Data shown →
<<<<

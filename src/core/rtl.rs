//! Right-to-left structural transform
//!
//! Pattern-based rearrangement of math for right-to-left reading order:
//! fraction swapping, integral/sum/limit bound swapping, matrix column
//! reversal and arrow/bracket mirroring. This is the single implementation;
//! the translator's RTL stage calls [`adapt`].
//!
//! These are surface rewrites, not a bidi algorithm. Fraction and bound
//! patterns only match brace groups without nested braces; anything else
//! passes through unchanged.

use lazy_static::lazy_static;
use regex::{Captures, Regex};
use serde::{Deserialize, Serialize};

use crate::data::symbols::{
    ARROW_COMMAND_MIRRORS, BRACKET_COMMAND_MIRRORS, BRACKET_SYMBOLS, OPERATIONS, OPERATION_KEYS,
};

/// Upper bound on inside-out fraction rewriting rounds.
const MAX_FRACTION_DEPTH: usize = 32;

/// Which RTL rewrites to apply.
#[derive(Debug, Clone, Copy, PartialEq, Eq, Serialize, Deserialize)]
#[serde(rename_all = "camelCase", default)]
pub struct RtlOptions {
    /// Mirror directional arrows (Unicode and named commands)
    pub flip_arrows: bool,
    /// Swap `_{a}^{b}` bounds of limits, sums, products and integrals
    pub swap_bounds: bool,
    /// Rewrite `\frac{A}{B}` as `B/A`
    pub handle_fractions: bool,
    /// Reverse column order of matrix environments
    pub handle_matrices: bool,
    /// Mirror paired brackets
    pub mirror_brackets: bool,
}

impl Default for RtlOptions {
    fn default() -> Self {
        Self {
            flip_arrows: true,
            swap_bounds: true,
            handle_fractions: true,
            handle_matrices: true,
            mirror_brackets: true,
        }
    }
}

impl RtlOptions {
    /// Create new options with defaults
    pub fn new() -> Self {
        Self::default()
    }

    /// Structural swaps only; leave brackets and arrows alone.
    pub fn structural() -> Self {
        Self {
            flip_arrows: false,
            mirror_brackets: false,
            ..Self::default()
        }
    }
}

lazy_static! {
    static ref FRACTION_RE: Regex =
        Regex::new(r"\\[dt]?frac\s*\{([^{}]*)\}\s*\{([^{}]*)\}").unwrap();
    static ref LOCAL_FRACTION_RE: Regex = Regex::new(r"كسر\s*\{([^{}]*)\}\s*\{([^{}]*)\}").unwrap();
    static ref BOUNDS_RE: Regex = Regex::new(concat!(
        r"(?P<op>\\(?:iiint|iint|oint|int|sum|prod|lim|bigcup|bigcap)|نها|مج|جد|تك|∫|∬|∭|∮|∑|∏)",
        r"(?P<limits>\s*\\limits)?",
        r"\s*_\s*(?P<lo>\{[^{}]*\}|[^\s{}^_\\])",
        r"\s*\^\s*(?P<hi>\{[^{}]*\}|[^\s{}^_\\])",
    ))
    .unwrap();
    static ref MATRIX_BEGIN_RE: Regex = Regex::new(r"\\begin\{([A-Za-z]*matrix\*?)\}").unwrap();
    /// Commands, escaped braces, then every operation symbol.
    static ref MIRROR_TOKEN_RE: Regex = {
        let symbols = OPERATION_KEYS
            .iter()
            .map(|k| regex::escape(k))
            .collect::<Vec<_>>()
            .join("|");
        Regex::new(&format!(r"\\[A-Za-z]+|\\[{{}}]|{}", symbols)).unwrap()
    };
}

/// Apply the enabled rewrites in fixed order: fractions, bounds, matrices,
/// then one mirroring pass for arrows and brackets.
pub fn adapt(text: &str, options: &RtlOptions) -> String {
    let mut out = text.to_string();
    if options.handle_fractions {
        out = swap_fractions(&out);
    }
    if options.swap_bounds {
        out = swap_bounds(&out);
    }
    if options.handle_matrices {
        out = reverse_matrix_columns(&out);
    }
    if options.flip_arrows || options.mirror_brackets {
        out = mirror(&out, options.flip_arrows, options.mirror_brackets);
    }
    log::trace!("rtl adapt: {:?} -> {:?}", text, out);
    out
}

/// Rewrite `\frac{A}{B}` (and `\dfrac`, `\tfrac`, `كسر{A}{B}`) as `B/A`.
/// Nested fractions resolve inside-out.
pub fn swap_fractions(text: &str) -> String {
    let mut out = text.to_string();
    for _ in 0..MAX_FRACTION_DEPTH {
        let next = FRACTION_RE.replace_all(&out, "$2/$1");
        let next = LOCAL_FRACTION_RE.replace_all(&next, "$2/$1").into_owned();
        if next == out {
            break;
        }
        out = next;
    }
    out
}

/// Swap `X_{a}^{b}` to `X^{b}_{a}` for limit, sum, product and integral
/// operators, raw or already translated. Already swapped text is not
/// matched again.
pub fn swap_bounds(text: &str) -> String {
    BOUNDS_RE
        .replace_all(text, |caps: &Captures| {
            let limits = caps.name("limits").map_or("", |m| m.as_str());
            format!("{}{}^{}_{}", &caps["op"], limits, &caps["hi"], &caps["lo"])
        })
        .into_owned()
}

/// Reverse the column order of every row in `\begin{…matrix}` bodies.
/// Rows split on `\\`, columns on `&`.
pub fn reverse_matrix_columns(text: &str) -> String {
    let mut out = String::with_capacity(text.len());
    let mut rest = text;
    while let Some(caps) = MATRIX_BEGIN_RE.captures(rest) {
        let whole = caps.get(0).map_or(0..0, |m| m.range());
        let end_tag = format!("\\end{{{}}}", &caps[1]);
        let body_start = whole.end;
        let Some(body_len) = rest[body_start..].find(&end_tag) else {
            break;
        };
        out.push_str(&rest[..body_start]);
        out.push_str(&reverse_rows(&rest[body_start..body_start + body_len]));
        out.push_str(&end_tag);
        rest = &rest[body_start + body_len + end_tag.len()..];
    }
    out.push_str(rest);
    out
}

fn reverse_rows(body: &str) -> String {
    body.split("\\\\")
        .map(|row| {
            if !row.contains('&') {
                return row.to_string();
            }
            let mut cells: Vec<&str> = row.split('&').map(str::trim).collect();
            cells.reverse();
            format!(" {} ", cells.join(" & "))
        })
        .collect::<Vec<_>>()
        .join("\\\\")
}

/// Mirror directional arrows, including named arrow commands.
pub fn flip_arrows(text: &str) -> String {
    mirror(text, true, false)
}

/// Mirror paired brackets, including escaped braces and named delimiters.
pub fn mirror_brackets(text: &str) -> String {
    mirror(text, false, true)
}

/// One left-to-right pass, so each token is replaced at most once and
/// pairs swap instead of collapsing.
fn mirror(text: &str, arrows: bool, brackets: bool) -> String {
    MIRROR_TOKEN_RE
        .replace_all(text, |caps: &Captures| {
            let token = &caps[0];
            mirror_token(token, arrows, brackets).unwrap_or(token).to_string()
        })
        .into_owned()
}

/// Symbols come from the operations table, named commands from the command
/// mirror tables.
fn mirror_token(token: &str, arrows: bool, brackets: bool) -> Option<&'static str> {
    if token.starts_with('\\') {
        let arrow = ARROW_COMMAND_MIRRORS.get(token).filter(|_| arrows);
        let bracket = BRACKET_COMMAND_MIRRORS.get(token).filter(|_| brackets);
        return arrow.or(bracket).copied();
    }
    let enabled = if BRACKET_SYMBOLS.contains(token) {
        brackets
    } else {
        arrows
    };
    OPERATIONS.get(token).copied().filter(|_| enabled)
}
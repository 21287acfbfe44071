//! Bidi wrapping for Arabic runs
//!
//! [`ensure_rtl`] wraps every maximal run of Arabic-script characters in
//! RLE … PDF. It is not idempotent on its own; [`normalize_mixed`] strips
//! existing bidi controls first, so applying it twice changes nothing.

use lazy_static::lazy_static;
use regex::Regex;

/// Right-to-left embedding (U+202B)
pub const RLE: char = '\u{202B}';
/// Pop directional formatting (U+202C)
pub const PDF: char = '\u{202C}';

lazy_static! {
    /// Arabic (U+0600–U+06FF) and Arabic Supplement (U+0750–U+077F) runs.
    static ref ARABIC_RUN_RE: Regex = Regex::new(r"[\x{0600}-\x{06FF}\x{0750}-\x{077F}]+").unwrap();
    /// Embeddings, overrides and isolates.
    static ref BIDI_CONTROL_RE: Regex = Regex::new(r"[\x{202A}-\x{202E}\x{2066}-\x{2069}]").unwrap();
}

/// Whether `ch` belongs to the Arabic or Arabic Supplement blocks.
pub fn is_rtl_char(ch: char) -> bool {
    matches!(ch, '\u{0600}'..='\u{06FF}' | '\u{0750}'..='\u{077F}')
}

/// Whether `text` contains any Arabic-script character.
pub fn has_rtl(text: &str) -> bool {
    text.chars().any(is_rtl_char)
}

/// Wrap each Arabic run in RLE … PDF.
pub fn ensure_rtl(text: &str) -> String {
    ARABIC_RUN_RE
        .replace_all(text, |caps: &regex::Captures| format!("{}{}{}", RLE, &caps[0], PDF))
        .into_owned()
}

/// Remove every embedding, override and isolate control.
pub fn strip_bidi_controls(text: &str) -> String {
    BIDI_CONTROL_RE.replace_all(text, "").into_owned()
}

/// Strip existing bidi controls, then wrap Arabic runs again.
pub fn normalize_mixed(text: &str) -> String {
    ensure_rtl(&strip_bidi_controls(text))
}

#[cfg(test)]
mod tests {
    use super::*;
    use pretty_assertions::assert_eq;

    #[test]
    fn test_wraps_arabic_runs() {
        assert_eq!(ensure_rtl("جا(س)"), "\u{202B}جا\u{202C}(\u{202B}س\u{202C})");
        assert_eq!(ensure_rtl("x + 1"), "x + 1");
        assert_eq!(ensure_rtl(""), "");
    }

    #[test]
    fn test_ensure_rtl_double_wraps() {
        let once = ensure_rtl("س");
        assert_ne!(ensure_rtl(&once), once);
    }

    #[test]
    fn test_normalize_mixed_idempotent() {
        let samples = [
            "",
            "x + y",
            "جا(س) + جتا(ص) = ١",
            "\u{202B}س\u{202C}\u{202B}\u{202B}ص",
            "\u{2067}abc\u{2069} ݐ",
        ];
        for s in samples {
            let once = normalize_mixed(s);
            assert_eq!(normalize_mixed(&once), once);
        }
    }

    #[test]
    fn test_is_rtl_char() {
        assert!(is_rtl_char('س'));
        assert!(is_rtl_char('٣'));
        assert!(is_rtl_char('\u{0750}'));
        assert!(!is_rtl_char('x'));
        assert!(has_rtl("a س"));
        assert!(!has_rtl("abc"));
    }
}
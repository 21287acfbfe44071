//! Static data tables
//!
//! This module contains the compile-time dictionaries the translation
//! pipeline reads from:
//! - Variable, function, operation and digit maps
//! - LaTeX command tables (structural replacements, reserved layout commands)
//! - Command mirror pairs and bracket symbols used by the right-to-left transform

pub mod symbols;

pub use symbols::{
    ARABIC_DIGITS, ARROW_COMMAND_MIRRORS, BRACKET_COMMAND_MIRRORS, BRACKET_SYMBOLS, DIGITS,
    FUNCTIONS, OPERATIONS, OPERATION_KEYS, RESERVED_COMMANDS, STRUCTURAL_COMMANDS, VARIABLES,
};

>>>>

Assigned task →
Go through the data and gather every line that holds "again".

Exercise response →
/// matched again.
/// Strip existing bidi controls, then wrap Arabic runs again.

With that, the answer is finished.